• Last modified 3306 days ago (March 31, 2010)


Proposed legislation would slash school funds

Staff writer

The Kansas House of Representatives is considering legislation that would be a twofold blow to local school districts.

House Bill 2739, introduced March 18 in the House Appropriations Committee, would cut state aid to USDs 397, 398, 408, 410, and 411 by an average of about $94,000, according to information from the Kansas Department of Education. At the same time, the districts would have to increase local property taxes or lose even more money.

HB 2739 would effectively transfer 10 percent of a district’s local option budget to the general fund, USD 410 Superintendent Steve Noble said.

That would give the appearance of increasing base state aid per pupil to $4,450, by using local tax dollars. The real state aid would be $4,005 per student, according to the Kansas Department of Education Web site.

“It’s smoke and mirrors,” Noble said.

“If the Legislature wishes to make a portion of school finance mandatory, it should be funded by the statewide mill levy or other statewide taxes and not by mandatory local efforts,” USD 397 Superintendent Jerri Kemble said.

Furthermore, the bill would reduce weightings for low enrollment, bilingual education, vocational education, and at-risk students. That would reduce a district’s full-time equivalent enrollment without any change in student population.

“In looking at the bill, it would be very difficult for districts in Marion County to sustain their current quality of education,” USD 408 Superintendent Lee Leiker said.

Another blow would be reductions in supplements to local option budgets. The state supplements districts’ local levies, based on property valuation in districts. Districts with high property values receive a lower state supplement.

USD 410 receives a 45 percent supplement to the local option budget. For every dollar USD 410 levies on property owners in the district, Kansas provides 45 cents, Noble said.

Districts would be able to increase taxes to pay for the lost supplemental funding, but losses due to reduced full-time equivalent would not be able to be replaced, he said.

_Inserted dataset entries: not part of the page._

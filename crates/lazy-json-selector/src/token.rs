//! Selector token types.

use std::fmt;

/// Kind of a selector token.
#[derive(Debug, Clone, Copy, PartialEq, Eq, Hash)]
pub enum TokenKind {
    /// Lexing failed; the token text holds the message.
    Error,
    /// `.`
    Dot,
    /// Whitespace between tokens. Reserved; the lexer never emits it.
    Space,
    /// `]`
    RightBracket,
    /// `[`
    LeftBracket,
    /// Object property name: `hello` in `hello.world`
    Property,
    /// Array index inside brackets: `3` in `[3]`
    Number,
    /// Quoted key inside brackets: `foo bar` in `['foo bar']`
    String,
    /// End of the selector.
    End,
}

impl TokenKind {
    /// Stable name of the kind.
    pub fn name(self) -> &'static str {
        match self {
            TokenKind::Error => "Error",
            TokenKind::Dot => "Dot",
            TokenKind::Space => "Space",
            TokenKind::RightBracket => "RightBracket",
            TokenKind::LeftBracket => "LeftBracket",
            TokenKind::Property => "Property",
            TokenKind::Number => "Number",
            TokenKind::String => "String",
            TokenKind::End => "End",
        }
    }

    /// Whether the lexer stops after a token of this kind.
    pub fn is_terminal(self) -> bool {
        matches!(self, TokenKind::End | TokenKind::Error)
    }
}

impl fmt::Display for TokenKind {
    fn fmt(&self, f: &mut fmt::Formatter<'_>) -> fmt::Result {
        f.write_str(self.name())
    }
}

/// A token produced by [`SelectorLexer`](crate::SelectorLexer).
///
/// `text` borrows the exact matched slice of the selector. Quoted strings
/// lose their surrounding quotes but keep any backslash escapes verbatim.
/// For [`TokenKind::Error`] the text is the error message.
#[derive(Debug, Clone, Copy, PartialEq, Eq)]
pub struct Token<'a> {
    pub kind: TokenKind,
    pub text: &'a str,
}

impl<'a> Token<'a> {
    pub fn new(kind: TokenKind, text: &'a str) -> Self {
        Self { kind, text }
    }
}

impl fmt::Display for Token<'_> {
    fn fmt(&self, f: &mut fmt::Formatter<'_>) -> fmt::Result {
        write!(f, "{}({:?})", self.kind, self.text)
    }
}
use std::fmt;
use std::sync::Arc;

use crate::error::{Result, StitchError};
use crate::models::{Prediction, PredictionRecord, StitchOutput, TimeFrame};
use crate::stitching::collect::collect_timeframes;
use crate::stitching::config::{LabelMapping, StitcherConfig};
use crate::stitching::filter::filter_timeframes;
use crate::stitching::overlap::remove_overlapping_timeframes;
use crate::stitching::rebin::rebin_predictions;
use crate::stitching::representatives::set_representatives;

// Set to true to enable verbose logging in this module
const ENABLE_LOGS: bool = true;

use crate::{log_debug, log_info};

/// Turns a time-ordered prediction stream into labeled time frames.
#[derive(Debug, Clone, Default)]
pub struct Stitcher {
    config: StitcherConfig,
}

impl Stitcher {
    pub fn new(config: StitcherConfig) -> Self {
        let stitcher = Self { config };
        log_info!("Created {}", stitcher);
        stitcher
    }

    pub fn config(&self) -> &StitcherConfig {
        &self.config
    }

    /// Main stitching function: rebin, collect, filter, resolve overlaps,
    /// pick representatives and sort by start.
    pub fn create_timeframes(&self, mut predictions: Vec<Prediction>) -> Result<Vec<TimeFrame>> {
        validate_predictions(&predictions)?;

        if let Some(mapping) = self.label_mapping() {
            rebin_predictions(&mut predictions, mapping)?;
        }

        let predictions: Vec<Arc<Prediction>> = predictions.into_iter().map(Arc::new).collect();

        let collected = collect_timeframes(&predictions, &self.config);
        log_debug!("Collected {} candidate frames", collected.len());

        let filtered = filter_timeframes(collected, &self.config);
        log_timeframes("Filtered frames", &filtered);

        let mut final_frames = remove_overlapping_timeframes(filtered);
        set_representatives(&mut final_frames, &self.config);
        final_frames.sort_by_key(|tf| tf.start());
        log_timeframes("Final frames", &final_frames);

        Ok(final_frames)
    }

    /// Convert input records, stitch them and package the result.
    pub fn stitch_records(&self, records: Vec<PredictionRecord>) -> Result<StitchOutput> {
        let predictions = records
            .into_iter()
            .map(Prediction::from_record)
            .collect::<Result<Vec<_>>>()?;
        let labelset = self.labelset(&predictions);
        let timeframes = self.create_timeframes(predictions)?;
        Ok(StitchOutput::new(labelset, &timeframes))
    }

    /// Labels frames can carry: the coarse labels when rebinning, otherwise
    /// the vocabulary of the input.
    pub fn labelset(&self, predictions: &[Prediction]) -> Vec<String> {
        match self.label_mapping() {
            Some(mapping) => mapping.keys().cloned().collect(),
            None => predictions
                .first()
                .map(|p| p.labels().map(String::from).collect())
                .unwrap_or_default(),
        }
    }

    fn label_mapping(&self) -> Option<&LabelMapping> {
        self.config
            .label_mapping
            .as_ref()
            .filter(|mapping| !mapping.is_empty())
    }
}

impl fmt::Display for Stitcher {
    fn fmt(&self, f: &mut fmt::Formatter<'_>) -> fmt::Result {
        write!(
            f,
            "<Stitcher min_frame_score={} min_timeframe_score={} min_frame_count={}>",
            self.config.min_frame_score, self.config.min_timeframe_score, self.config.min_frame_count
        )
    }
}

/// Stitch with a one-off stitcher.
pub fn create_timeframes(
    predictions: Vec<Prediction>,
    config: &StitcherConfig,
) -> Result<Vec<TimeFrame>> {
    Stitcher::new(config.clone()).create_timeframes(predictions)
}

/// Check that the stream is non-empty, strictly increasing in timepoint and
/// shares one label vocabulary.
pub fn validate_predictions(predictions: &[Prediction]) -> Result<()> {
    let Some(first) = predictions.first() else {
        return Err(StitchError::InvalidPredictionStream(
            "no predictions to stitch".to_string(),
        ));
    };

    for pair in predictions.windows(2) {
        let (prev, next) = (&pair[0], &pair[1]);
        if next.timepoint <= prev.timepoint {
            return Err(StitchError::InvalidPredictionStream(format!(
                "prediction {} at {}ms does not come after {} at {}ms",
                next.reference(),
                next.timepoint,
                prev.reference(),
                prev.timepoint
            )));
        }
    }

    if let Some(odd) = predictions
        .iter()
        .find(|p| !p.labels().eq(first.labels()))
    {
        return Err(StitchError::InvalidPredictionStream(format!(
            "prediction {} has labels [{}] but {} has [{}]",
            odd.reference(),
            odd.labels().collect::<Vec<_>>().join(", "),
            first.reference(),
            first.labels().collect::<Vec<_>>().join(", ")
        )));
    }

    Ok(())
}

fn log_timeframes(header: &str, timeframes: &[TimeFrame]) {
    if !log::log_enabled!(log::Level::Debug) {
        return;
    }
    let mut sorted: Vec<&TimeFrame> = timeframes.iter().collect();
    sorted.sort_by_key(|tf| tf.start());
    log_debug!("{} ({})", header, sorted.len());
    for tf in sorted {
        log_debug!("{}", tf);
    }
}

School districts in small communities are at the greatest risk from the bill, USD 411 Superintendent John Fast said. Every district in Marion County would suffer greatly, he said.

“When it pulls funding away from the local option budget, it means that after next year our patrons would be forced to vote on a 10 percent increase on their local taxes if we even want to keep our doors open,” Fast said.

The Kansas Department of Education estimated how much each school district would lose if HB 2739 passes.

  • Centre $63,131
  • Peabody-Burns $84,052
  • Marion $131,317
  • Hillsboro $130,896
  • Goessel $63,393

The department also calculated how much districts would need to increase their local mill levies to keep the local option budget at its current level. This would not replace the lost state aid, but would only keep the reduction from being larger.

  • Centre 2.48 mills
  • Peabody-Burns 3.04 mills
  • Marion 5.00 mills
  • Hillsboro 9.47 mills
  • Goessel 9.24 mills

“Our patrons have stepped up locally to fund our schools,” Noble said.

Putting the additional burden on local taxpayers would be irresponsible, and small school districts will suffer the most, he said.

The bill would increase inequality in the state by imposing a heavier tax burden on districts with lower property values — districts that tend to have more disadvantaged and at-risk students, Kemble said.

“My understanding is that this plan is being promoted by House leadership as a means of avoiding tax increases,” USD 398 Superintendent Rex Watson said. “I haven’t managed to see the logic in their thinking this is not a tax increase.”

HB 2739 was introduced as a budget bill rather than an education bill, District 70 Rep. J. Robert Brookens said. The bill would represent a major policy shift and foists issues of tax increases onto local governments.

“I don’t think it’s sound policy, and I don’t think it’ll pass,” Brookens said.

Leiker also thinks the bill will fail to pass, but it makes him concerned that some state legislators are willing to push higher taxes onto the local level so they can say they didn’t raise taxes. He worries that whatever is eventually passed will be detrimental to small school districts.